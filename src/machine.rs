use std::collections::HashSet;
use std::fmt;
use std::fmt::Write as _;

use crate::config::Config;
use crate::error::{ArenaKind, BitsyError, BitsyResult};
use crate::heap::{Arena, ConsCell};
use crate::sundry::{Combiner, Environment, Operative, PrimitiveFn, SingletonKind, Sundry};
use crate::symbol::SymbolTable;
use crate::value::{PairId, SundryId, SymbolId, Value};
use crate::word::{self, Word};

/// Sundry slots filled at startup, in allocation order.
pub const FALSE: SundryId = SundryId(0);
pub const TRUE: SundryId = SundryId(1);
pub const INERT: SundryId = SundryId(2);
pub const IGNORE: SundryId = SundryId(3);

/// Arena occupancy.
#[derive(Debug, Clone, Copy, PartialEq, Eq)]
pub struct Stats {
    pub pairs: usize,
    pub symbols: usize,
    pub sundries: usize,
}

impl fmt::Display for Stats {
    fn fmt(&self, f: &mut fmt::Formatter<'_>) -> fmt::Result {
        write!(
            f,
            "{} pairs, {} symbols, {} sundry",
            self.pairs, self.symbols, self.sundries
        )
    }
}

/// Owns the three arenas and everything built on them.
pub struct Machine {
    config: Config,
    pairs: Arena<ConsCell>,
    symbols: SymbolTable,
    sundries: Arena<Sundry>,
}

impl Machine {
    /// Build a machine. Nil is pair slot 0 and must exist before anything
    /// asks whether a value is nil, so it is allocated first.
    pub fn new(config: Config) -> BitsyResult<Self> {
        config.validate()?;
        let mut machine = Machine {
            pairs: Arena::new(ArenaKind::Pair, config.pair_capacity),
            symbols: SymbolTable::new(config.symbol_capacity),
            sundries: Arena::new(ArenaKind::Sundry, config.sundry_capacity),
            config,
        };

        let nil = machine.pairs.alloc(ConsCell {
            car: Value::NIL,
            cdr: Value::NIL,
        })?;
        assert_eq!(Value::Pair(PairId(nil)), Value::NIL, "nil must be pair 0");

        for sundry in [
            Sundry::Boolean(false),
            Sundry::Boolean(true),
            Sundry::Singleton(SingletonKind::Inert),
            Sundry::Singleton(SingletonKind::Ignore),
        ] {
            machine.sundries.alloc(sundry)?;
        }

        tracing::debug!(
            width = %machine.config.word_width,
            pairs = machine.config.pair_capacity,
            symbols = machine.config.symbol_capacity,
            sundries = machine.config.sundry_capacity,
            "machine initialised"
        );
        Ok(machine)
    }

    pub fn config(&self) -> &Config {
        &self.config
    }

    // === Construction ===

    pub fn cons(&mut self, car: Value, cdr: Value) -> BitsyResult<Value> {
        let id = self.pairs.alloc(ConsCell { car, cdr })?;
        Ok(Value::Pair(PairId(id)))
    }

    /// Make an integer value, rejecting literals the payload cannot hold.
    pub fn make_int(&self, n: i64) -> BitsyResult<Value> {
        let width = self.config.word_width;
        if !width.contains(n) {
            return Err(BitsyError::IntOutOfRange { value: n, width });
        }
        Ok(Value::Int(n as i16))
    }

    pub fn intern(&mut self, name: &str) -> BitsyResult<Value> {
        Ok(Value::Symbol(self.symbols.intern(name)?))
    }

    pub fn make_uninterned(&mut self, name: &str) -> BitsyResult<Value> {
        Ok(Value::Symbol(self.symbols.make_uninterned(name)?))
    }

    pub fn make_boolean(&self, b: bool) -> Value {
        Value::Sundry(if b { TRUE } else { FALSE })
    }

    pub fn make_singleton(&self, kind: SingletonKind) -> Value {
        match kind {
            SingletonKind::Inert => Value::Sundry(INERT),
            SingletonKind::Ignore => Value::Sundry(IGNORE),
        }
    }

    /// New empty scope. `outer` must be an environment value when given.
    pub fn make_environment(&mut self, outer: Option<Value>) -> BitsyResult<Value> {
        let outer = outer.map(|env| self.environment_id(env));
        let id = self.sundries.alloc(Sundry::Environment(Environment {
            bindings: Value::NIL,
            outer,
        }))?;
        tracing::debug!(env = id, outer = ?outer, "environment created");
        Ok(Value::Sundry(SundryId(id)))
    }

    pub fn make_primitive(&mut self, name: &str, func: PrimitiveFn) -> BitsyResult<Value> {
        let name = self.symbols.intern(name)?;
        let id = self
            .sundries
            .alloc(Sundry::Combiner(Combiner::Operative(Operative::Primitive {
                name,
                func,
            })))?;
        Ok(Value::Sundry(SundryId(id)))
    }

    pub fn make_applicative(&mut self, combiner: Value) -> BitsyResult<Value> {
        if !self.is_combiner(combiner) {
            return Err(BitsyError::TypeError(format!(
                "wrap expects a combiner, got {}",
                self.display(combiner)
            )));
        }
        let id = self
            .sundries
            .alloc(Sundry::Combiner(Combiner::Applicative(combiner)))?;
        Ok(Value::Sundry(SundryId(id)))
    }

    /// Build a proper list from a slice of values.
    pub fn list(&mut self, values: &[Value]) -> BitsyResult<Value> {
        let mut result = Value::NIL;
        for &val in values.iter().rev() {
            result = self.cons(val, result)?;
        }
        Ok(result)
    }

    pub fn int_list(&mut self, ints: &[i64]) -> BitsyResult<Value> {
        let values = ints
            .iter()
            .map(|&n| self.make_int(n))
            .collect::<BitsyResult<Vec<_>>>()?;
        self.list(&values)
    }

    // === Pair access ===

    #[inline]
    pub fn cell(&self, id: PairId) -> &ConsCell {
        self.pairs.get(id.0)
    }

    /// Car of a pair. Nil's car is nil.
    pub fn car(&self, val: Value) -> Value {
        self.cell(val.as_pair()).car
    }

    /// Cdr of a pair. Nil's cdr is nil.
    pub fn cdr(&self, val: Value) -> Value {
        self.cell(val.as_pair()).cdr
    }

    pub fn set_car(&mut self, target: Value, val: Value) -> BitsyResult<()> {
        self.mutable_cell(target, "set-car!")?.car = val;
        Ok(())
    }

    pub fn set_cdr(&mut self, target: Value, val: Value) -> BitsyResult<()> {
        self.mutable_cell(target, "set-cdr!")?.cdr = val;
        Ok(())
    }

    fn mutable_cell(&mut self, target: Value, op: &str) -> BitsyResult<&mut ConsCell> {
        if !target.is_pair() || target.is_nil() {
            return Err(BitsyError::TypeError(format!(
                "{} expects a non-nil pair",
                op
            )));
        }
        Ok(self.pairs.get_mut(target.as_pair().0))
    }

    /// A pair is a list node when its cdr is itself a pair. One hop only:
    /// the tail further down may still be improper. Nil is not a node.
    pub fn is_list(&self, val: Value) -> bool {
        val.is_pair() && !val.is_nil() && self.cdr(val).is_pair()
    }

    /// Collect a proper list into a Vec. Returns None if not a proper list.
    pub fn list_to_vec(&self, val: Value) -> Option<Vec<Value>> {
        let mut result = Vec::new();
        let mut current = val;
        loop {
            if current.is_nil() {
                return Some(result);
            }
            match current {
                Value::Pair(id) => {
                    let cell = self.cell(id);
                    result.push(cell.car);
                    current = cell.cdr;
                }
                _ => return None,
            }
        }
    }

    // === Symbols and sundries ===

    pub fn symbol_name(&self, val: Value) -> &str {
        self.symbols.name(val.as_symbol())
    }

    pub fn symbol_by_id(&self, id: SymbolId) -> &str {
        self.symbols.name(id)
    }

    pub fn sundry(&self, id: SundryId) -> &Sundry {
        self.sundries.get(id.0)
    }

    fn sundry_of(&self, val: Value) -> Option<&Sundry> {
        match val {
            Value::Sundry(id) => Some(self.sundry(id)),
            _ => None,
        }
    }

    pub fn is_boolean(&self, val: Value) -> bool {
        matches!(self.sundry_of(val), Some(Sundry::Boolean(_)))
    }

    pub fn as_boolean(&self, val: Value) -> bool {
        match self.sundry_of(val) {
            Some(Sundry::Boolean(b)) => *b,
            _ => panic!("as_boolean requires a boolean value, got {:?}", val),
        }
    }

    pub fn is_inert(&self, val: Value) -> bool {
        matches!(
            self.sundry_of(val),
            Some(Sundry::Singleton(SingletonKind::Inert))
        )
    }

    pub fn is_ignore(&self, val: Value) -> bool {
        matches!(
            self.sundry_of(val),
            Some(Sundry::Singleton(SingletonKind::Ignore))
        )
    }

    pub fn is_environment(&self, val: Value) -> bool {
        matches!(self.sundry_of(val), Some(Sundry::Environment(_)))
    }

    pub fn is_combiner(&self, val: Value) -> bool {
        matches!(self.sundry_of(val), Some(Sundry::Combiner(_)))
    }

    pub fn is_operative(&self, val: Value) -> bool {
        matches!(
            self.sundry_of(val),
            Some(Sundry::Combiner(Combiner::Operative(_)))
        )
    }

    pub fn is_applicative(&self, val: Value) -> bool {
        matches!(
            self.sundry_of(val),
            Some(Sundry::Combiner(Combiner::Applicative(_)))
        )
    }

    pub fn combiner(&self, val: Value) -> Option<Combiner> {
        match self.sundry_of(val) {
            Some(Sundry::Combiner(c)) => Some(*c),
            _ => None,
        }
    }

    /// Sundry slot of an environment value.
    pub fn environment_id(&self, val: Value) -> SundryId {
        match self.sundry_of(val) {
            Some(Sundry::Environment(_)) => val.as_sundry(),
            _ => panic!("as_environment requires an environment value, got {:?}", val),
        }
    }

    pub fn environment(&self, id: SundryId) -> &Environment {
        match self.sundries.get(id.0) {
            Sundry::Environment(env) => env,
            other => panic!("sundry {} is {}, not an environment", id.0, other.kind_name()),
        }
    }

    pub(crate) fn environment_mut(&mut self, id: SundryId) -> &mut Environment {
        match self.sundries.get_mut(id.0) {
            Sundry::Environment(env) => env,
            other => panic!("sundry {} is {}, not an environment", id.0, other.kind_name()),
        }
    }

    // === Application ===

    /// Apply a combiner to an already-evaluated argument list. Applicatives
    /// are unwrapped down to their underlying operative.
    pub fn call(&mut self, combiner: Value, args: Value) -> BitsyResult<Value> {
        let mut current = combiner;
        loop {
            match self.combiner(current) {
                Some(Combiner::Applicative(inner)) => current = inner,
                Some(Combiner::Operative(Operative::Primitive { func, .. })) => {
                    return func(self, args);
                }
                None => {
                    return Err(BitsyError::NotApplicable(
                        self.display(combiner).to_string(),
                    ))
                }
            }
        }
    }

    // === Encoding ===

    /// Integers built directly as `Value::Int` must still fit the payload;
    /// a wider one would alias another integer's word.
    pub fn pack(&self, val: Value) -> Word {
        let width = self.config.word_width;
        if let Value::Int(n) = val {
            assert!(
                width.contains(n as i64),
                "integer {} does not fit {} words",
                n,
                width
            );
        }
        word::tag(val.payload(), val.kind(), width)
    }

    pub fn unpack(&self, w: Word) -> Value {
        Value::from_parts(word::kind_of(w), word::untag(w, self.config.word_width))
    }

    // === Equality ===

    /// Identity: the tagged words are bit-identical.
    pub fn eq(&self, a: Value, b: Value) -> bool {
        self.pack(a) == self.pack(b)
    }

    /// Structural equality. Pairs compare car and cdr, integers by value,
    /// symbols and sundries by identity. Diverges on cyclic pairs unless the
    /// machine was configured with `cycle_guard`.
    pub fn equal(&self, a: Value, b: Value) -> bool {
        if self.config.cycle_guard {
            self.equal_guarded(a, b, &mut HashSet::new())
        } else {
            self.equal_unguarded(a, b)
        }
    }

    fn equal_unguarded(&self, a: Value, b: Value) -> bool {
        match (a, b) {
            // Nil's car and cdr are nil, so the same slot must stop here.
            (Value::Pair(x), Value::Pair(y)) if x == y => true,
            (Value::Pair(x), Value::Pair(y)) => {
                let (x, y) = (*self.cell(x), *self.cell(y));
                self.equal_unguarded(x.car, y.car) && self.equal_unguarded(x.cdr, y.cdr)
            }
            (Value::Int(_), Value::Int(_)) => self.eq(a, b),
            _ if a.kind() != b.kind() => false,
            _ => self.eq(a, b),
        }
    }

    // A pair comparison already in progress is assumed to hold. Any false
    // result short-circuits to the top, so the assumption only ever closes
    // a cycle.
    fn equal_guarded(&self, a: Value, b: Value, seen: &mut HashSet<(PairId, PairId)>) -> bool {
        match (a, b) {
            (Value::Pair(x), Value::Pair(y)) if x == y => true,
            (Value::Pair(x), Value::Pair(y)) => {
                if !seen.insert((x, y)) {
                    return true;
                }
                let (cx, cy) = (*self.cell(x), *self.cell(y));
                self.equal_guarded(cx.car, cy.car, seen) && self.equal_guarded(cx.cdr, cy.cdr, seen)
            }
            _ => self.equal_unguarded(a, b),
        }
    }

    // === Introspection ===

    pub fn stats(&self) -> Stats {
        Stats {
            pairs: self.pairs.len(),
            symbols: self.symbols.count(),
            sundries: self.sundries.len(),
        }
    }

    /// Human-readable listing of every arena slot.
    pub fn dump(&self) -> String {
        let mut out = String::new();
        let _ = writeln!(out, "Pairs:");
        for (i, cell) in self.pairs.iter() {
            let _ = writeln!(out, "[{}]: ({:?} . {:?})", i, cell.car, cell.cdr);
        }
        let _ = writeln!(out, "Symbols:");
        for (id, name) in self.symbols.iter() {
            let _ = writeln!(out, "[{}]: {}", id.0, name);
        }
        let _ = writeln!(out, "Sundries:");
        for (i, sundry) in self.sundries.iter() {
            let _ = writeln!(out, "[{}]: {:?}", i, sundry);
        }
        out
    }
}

### EXERCISE BRIEF
Retype every line up to and including the one that contains "use crate::symbol::SymbolTable;", beginning at the first line of the records, with no edits.

### RESPONSE BELOW
filename src/machine.rs
use std::collections::HashSet;
use std::fmt;
use std::fmt::Write as _;

use crate::config::Config;
use crate::error::{ArenaKind, BitsyError, BitsyResult};
use crate::heap::{Arena, ConsCell};
use crate::sundry::{Combiner, Environment, Operative, PrimitiveFn, SingletonKind, Sundry};
use crate::symbol::SymbolTable;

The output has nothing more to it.